### ACTIVITY:
Which lines below contain the word "against"? Copy each of them.

--- START ---

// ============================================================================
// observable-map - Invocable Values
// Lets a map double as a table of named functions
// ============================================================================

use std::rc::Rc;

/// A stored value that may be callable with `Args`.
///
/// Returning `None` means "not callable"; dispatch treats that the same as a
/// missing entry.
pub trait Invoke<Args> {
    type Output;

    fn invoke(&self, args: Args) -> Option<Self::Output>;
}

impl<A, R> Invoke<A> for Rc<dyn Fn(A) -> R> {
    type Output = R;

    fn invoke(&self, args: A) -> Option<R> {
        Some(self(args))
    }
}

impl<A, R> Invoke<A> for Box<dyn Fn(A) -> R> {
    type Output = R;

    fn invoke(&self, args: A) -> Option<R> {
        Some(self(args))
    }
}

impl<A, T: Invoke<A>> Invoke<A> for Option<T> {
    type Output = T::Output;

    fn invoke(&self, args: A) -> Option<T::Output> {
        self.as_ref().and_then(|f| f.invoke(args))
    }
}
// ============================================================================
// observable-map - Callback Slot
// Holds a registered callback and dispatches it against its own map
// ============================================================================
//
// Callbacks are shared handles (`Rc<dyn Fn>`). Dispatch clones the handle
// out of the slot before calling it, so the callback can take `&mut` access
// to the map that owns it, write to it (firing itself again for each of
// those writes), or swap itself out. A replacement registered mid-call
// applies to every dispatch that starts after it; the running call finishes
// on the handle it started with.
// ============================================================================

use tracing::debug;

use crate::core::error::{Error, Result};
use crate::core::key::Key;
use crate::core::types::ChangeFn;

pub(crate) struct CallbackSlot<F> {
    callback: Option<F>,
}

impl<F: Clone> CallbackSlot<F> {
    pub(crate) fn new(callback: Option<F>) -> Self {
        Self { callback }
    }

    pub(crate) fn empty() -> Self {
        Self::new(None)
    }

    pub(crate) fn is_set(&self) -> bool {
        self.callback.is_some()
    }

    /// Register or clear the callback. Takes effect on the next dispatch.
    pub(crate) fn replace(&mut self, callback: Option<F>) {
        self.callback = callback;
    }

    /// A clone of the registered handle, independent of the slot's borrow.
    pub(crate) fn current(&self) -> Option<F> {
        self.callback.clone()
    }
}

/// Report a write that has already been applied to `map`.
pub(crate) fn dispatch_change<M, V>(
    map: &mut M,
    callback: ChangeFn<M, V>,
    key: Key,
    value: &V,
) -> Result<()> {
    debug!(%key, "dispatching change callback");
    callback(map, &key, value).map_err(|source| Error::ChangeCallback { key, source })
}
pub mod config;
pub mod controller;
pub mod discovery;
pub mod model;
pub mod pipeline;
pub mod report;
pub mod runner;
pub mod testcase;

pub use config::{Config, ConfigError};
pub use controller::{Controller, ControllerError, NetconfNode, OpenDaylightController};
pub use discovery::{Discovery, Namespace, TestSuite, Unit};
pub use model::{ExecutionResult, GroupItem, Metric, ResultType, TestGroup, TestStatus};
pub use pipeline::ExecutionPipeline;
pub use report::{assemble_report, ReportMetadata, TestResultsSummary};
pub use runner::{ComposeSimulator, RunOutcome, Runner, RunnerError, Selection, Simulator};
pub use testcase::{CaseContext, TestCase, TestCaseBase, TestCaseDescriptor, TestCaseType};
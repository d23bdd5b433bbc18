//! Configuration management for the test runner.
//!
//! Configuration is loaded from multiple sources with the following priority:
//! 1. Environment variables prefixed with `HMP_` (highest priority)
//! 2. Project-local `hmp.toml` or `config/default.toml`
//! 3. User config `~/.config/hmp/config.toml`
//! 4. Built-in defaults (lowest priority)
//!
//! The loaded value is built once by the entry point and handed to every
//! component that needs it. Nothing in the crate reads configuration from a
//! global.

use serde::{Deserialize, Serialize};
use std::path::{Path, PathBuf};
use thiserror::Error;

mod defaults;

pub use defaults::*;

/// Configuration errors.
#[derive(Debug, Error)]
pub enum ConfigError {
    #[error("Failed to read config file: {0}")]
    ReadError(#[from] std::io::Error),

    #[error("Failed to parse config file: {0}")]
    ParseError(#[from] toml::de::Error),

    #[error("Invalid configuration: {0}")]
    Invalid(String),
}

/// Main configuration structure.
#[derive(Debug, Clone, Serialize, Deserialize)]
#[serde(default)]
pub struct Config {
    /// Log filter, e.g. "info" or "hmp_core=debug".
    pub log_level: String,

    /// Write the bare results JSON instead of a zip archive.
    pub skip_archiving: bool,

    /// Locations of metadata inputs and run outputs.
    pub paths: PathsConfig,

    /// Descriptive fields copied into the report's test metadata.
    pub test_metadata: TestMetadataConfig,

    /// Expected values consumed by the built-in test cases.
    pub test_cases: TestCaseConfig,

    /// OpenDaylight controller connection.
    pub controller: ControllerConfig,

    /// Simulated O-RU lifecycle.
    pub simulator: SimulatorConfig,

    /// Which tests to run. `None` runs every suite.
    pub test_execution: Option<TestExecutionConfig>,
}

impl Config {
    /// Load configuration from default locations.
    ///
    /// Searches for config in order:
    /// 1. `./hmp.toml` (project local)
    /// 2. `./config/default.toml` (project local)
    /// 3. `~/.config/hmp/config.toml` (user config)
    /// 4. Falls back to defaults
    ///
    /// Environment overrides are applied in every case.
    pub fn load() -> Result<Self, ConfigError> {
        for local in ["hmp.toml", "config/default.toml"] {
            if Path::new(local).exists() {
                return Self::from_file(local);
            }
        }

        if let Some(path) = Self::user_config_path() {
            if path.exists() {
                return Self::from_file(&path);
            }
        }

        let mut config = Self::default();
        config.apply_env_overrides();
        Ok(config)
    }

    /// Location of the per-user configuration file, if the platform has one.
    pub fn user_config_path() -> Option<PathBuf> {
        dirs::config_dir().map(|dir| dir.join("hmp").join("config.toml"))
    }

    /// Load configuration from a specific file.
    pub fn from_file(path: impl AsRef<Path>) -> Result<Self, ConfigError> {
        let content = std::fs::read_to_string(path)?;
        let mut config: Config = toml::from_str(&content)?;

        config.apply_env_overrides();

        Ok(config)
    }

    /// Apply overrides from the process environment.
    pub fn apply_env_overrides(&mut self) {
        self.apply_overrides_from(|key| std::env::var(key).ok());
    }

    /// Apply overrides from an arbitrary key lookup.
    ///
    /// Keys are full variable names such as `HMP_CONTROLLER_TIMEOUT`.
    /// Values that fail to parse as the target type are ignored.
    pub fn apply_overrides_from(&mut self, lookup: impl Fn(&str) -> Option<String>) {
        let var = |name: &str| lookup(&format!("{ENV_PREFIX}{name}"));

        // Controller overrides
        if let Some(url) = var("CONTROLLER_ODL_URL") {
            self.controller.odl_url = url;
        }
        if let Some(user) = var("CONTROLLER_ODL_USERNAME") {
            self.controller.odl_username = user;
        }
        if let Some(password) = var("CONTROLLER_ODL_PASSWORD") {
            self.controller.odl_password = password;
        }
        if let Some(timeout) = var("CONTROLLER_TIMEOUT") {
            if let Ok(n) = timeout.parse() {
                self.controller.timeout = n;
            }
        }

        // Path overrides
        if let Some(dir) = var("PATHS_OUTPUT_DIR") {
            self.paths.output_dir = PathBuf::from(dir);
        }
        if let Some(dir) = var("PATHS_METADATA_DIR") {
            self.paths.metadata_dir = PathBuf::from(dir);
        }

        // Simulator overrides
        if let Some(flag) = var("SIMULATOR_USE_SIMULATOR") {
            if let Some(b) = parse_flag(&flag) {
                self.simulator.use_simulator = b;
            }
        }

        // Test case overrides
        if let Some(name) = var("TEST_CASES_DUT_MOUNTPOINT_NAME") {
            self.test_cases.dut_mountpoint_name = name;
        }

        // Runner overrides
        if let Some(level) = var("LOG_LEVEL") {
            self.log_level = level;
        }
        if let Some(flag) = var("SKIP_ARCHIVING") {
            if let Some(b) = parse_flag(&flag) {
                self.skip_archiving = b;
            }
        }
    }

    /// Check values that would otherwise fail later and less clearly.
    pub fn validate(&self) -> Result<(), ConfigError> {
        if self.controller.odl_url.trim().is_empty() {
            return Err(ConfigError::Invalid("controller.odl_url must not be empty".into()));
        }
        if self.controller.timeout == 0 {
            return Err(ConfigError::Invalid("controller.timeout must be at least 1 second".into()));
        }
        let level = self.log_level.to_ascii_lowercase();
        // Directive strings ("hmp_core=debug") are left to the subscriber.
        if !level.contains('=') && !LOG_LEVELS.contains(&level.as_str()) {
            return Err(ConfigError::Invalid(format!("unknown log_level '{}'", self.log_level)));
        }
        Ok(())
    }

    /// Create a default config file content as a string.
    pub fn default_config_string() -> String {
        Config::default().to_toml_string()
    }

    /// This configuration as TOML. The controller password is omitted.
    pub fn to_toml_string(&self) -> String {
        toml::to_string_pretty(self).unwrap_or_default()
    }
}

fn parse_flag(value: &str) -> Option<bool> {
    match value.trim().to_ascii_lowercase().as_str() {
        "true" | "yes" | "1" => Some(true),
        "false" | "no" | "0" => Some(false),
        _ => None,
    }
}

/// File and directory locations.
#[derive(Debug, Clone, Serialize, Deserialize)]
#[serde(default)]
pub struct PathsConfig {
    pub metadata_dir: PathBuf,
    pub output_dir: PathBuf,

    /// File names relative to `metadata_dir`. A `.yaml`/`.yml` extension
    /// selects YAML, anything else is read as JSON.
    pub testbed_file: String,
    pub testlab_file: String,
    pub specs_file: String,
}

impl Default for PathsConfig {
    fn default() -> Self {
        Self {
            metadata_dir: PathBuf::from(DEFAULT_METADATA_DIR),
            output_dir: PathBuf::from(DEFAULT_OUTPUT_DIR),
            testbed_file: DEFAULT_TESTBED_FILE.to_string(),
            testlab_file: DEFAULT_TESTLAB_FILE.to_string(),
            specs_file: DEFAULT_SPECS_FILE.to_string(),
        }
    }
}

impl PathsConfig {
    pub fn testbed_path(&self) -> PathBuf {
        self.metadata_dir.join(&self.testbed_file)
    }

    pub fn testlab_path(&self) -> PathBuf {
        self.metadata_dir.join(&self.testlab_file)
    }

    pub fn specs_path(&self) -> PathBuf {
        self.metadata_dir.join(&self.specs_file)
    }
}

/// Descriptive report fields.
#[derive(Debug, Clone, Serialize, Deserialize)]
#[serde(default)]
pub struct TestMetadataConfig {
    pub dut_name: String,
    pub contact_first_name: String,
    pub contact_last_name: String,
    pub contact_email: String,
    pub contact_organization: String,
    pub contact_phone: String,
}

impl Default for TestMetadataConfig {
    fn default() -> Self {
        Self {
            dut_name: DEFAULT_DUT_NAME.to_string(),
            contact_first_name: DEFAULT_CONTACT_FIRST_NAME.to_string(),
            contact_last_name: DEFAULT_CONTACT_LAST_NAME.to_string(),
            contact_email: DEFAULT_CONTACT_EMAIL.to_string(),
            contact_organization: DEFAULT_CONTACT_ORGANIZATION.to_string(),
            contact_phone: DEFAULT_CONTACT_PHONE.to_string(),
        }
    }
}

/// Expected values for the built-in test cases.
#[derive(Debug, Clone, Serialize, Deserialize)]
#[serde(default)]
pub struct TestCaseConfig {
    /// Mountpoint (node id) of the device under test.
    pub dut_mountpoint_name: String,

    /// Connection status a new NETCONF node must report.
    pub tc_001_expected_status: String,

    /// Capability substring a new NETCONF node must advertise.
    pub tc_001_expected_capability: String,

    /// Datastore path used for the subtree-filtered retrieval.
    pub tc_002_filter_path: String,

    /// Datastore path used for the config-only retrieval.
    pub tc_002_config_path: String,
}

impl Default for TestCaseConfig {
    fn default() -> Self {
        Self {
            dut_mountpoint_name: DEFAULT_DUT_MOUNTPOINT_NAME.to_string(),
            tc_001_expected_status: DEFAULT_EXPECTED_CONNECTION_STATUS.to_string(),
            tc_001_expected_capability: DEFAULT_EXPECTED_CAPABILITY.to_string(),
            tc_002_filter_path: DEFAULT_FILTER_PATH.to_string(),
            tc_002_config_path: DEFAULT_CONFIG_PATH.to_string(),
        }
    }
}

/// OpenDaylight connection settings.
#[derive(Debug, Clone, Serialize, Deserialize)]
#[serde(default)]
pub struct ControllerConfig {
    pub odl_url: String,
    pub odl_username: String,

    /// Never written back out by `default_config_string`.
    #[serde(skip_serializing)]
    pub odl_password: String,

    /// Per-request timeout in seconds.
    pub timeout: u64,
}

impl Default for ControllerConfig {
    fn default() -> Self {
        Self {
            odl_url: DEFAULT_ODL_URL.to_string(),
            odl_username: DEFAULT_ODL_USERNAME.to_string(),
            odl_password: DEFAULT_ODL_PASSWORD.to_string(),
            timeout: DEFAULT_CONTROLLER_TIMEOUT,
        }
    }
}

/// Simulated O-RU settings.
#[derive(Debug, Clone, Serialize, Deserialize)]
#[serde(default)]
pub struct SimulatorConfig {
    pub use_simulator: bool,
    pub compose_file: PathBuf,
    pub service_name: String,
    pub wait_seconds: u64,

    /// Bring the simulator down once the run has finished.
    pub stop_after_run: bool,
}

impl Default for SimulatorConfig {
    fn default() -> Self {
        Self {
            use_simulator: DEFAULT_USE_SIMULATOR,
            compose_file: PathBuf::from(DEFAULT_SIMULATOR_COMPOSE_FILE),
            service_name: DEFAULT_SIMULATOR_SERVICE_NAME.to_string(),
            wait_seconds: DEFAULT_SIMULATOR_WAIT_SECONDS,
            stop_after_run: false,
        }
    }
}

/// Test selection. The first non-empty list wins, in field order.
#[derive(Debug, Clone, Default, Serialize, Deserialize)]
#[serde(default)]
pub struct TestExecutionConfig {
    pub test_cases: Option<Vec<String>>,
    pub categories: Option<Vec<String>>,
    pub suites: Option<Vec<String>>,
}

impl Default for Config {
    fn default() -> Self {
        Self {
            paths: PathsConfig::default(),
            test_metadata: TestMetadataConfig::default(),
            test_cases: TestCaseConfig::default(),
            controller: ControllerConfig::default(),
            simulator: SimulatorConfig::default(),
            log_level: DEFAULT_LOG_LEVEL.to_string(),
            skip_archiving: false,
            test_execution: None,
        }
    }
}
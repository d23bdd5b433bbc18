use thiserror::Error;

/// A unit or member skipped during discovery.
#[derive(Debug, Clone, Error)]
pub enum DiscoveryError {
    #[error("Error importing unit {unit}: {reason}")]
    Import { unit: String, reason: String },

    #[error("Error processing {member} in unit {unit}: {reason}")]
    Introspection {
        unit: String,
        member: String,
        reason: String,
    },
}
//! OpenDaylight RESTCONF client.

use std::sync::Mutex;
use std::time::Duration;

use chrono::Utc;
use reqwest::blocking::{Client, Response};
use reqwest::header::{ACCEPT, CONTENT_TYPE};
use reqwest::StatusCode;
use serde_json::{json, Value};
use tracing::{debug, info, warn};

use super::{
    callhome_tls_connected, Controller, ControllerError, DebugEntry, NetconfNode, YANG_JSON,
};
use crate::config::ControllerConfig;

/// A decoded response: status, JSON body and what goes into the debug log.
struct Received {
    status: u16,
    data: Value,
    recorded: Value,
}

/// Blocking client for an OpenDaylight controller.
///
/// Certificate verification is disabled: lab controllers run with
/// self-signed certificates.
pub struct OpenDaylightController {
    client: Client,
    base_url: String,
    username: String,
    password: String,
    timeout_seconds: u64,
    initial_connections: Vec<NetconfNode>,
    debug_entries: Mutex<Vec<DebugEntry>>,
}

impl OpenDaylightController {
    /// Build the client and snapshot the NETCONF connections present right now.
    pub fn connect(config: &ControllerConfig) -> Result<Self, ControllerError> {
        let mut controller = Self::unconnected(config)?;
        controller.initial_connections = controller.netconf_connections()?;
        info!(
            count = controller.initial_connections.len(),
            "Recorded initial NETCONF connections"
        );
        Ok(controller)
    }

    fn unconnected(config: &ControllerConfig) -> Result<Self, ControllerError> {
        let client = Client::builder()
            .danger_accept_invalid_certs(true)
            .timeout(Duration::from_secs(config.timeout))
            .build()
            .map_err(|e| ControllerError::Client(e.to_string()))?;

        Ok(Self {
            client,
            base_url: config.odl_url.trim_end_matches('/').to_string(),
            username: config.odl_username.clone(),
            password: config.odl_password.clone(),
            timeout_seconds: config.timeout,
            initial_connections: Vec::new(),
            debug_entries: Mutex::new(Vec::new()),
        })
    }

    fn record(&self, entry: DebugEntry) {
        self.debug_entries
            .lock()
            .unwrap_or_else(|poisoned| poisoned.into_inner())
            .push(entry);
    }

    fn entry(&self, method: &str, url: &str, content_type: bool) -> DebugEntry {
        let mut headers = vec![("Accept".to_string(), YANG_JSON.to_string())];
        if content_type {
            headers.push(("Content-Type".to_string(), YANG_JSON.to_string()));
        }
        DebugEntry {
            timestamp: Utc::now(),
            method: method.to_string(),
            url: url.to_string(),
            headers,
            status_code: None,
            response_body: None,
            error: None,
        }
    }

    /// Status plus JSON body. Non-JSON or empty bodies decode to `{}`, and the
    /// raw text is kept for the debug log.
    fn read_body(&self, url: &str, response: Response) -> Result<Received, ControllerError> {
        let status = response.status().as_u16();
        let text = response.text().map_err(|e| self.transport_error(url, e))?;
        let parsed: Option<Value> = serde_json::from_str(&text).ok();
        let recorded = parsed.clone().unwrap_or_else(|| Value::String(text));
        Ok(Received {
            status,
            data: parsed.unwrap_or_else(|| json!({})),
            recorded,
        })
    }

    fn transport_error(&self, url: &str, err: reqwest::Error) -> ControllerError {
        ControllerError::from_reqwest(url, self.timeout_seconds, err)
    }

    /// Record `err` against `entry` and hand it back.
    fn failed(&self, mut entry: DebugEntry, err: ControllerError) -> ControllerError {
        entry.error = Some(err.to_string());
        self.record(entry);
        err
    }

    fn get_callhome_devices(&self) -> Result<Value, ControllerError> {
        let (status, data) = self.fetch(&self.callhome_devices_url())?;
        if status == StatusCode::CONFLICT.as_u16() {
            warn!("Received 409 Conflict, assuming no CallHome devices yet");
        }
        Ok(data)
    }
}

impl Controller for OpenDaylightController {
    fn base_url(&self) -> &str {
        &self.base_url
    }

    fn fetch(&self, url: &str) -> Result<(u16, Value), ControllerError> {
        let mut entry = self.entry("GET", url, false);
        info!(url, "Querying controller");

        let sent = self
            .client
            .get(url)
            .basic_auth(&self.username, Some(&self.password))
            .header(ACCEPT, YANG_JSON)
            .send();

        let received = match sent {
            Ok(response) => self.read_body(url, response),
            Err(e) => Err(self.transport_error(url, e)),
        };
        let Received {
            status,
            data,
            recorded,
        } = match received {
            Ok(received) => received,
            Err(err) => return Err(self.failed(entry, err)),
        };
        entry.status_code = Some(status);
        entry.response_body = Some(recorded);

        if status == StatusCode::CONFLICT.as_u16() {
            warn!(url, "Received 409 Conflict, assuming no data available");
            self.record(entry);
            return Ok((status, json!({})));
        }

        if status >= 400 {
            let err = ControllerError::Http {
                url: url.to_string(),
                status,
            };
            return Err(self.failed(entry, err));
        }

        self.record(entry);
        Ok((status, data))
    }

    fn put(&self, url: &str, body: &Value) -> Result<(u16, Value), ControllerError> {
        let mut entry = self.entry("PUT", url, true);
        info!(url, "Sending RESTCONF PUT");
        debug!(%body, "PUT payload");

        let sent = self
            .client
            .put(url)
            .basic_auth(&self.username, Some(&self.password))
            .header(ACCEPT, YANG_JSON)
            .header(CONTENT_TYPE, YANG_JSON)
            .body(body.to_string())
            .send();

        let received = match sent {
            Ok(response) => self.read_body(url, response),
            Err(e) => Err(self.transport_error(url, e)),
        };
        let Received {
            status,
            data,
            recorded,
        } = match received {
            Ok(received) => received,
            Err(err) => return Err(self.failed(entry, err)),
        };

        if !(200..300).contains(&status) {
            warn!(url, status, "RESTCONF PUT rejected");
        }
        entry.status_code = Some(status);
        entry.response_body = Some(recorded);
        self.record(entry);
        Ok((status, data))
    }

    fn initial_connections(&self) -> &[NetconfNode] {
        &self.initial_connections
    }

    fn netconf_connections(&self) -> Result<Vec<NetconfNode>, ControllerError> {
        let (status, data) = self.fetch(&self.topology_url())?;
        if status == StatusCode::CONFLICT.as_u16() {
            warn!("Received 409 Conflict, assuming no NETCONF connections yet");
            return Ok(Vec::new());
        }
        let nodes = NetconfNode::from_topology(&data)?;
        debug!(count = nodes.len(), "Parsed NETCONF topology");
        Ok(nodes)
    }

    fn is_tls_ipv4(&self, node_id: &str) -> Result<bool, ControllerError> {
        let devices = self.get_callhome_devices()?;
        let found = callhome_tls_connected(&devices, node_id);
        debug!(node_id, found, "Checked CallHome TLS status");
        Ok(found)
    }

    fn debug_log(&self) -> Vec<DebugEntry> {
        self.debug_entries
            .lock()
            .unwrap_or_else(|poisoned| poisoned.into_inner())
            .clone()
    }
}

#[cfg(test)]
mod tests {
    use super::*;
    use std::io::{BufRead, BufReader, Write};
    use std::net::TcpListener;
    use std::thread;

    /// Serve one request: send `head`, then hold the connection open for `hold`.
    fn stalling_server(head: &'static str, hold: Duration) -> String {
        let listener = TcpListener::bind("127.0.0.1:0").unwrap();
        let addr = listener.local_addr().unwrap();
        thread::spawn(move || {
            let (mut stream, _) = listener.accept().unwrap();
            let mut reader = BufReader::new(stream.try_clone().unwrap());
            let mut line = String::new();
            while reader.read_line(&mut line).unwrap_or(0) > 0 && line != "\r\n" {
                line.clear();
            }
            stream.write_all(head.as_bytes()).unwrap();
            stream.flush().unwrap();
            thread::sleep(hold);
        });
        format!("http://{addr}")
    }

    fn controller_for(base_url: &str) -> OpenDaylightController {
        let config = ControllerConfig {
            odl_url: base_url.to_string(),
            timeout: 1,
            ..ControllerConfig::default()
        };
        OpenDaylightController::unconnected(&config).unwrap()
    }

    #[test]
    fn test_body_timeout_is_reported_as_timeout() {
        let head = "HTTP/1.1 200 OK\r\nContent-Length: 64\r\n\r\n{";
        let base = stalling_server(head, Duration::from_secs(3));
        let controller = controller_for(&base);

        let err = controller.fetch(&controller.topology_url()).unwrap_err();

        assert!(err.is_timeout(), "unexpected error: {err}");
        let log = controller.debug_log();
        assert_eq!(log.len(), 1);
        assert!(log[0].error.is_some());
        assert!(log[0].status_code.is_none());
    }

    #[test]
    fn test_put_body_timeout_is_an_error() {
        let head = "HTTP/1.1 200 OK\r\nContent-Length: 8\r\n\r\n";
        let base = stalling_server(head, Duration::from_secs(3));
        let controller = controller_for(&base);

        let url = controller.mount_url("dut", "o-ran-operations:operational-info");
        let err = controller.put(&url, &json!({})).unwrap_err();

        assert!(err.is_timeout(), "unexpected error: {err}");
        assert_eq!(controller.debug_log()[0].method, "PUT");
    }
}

--- END ---

### ANSWER TO THIS TASK:
// Holds a registered callback and dispatches it against its own map
    /// Record `err` against `entry` and hand it back.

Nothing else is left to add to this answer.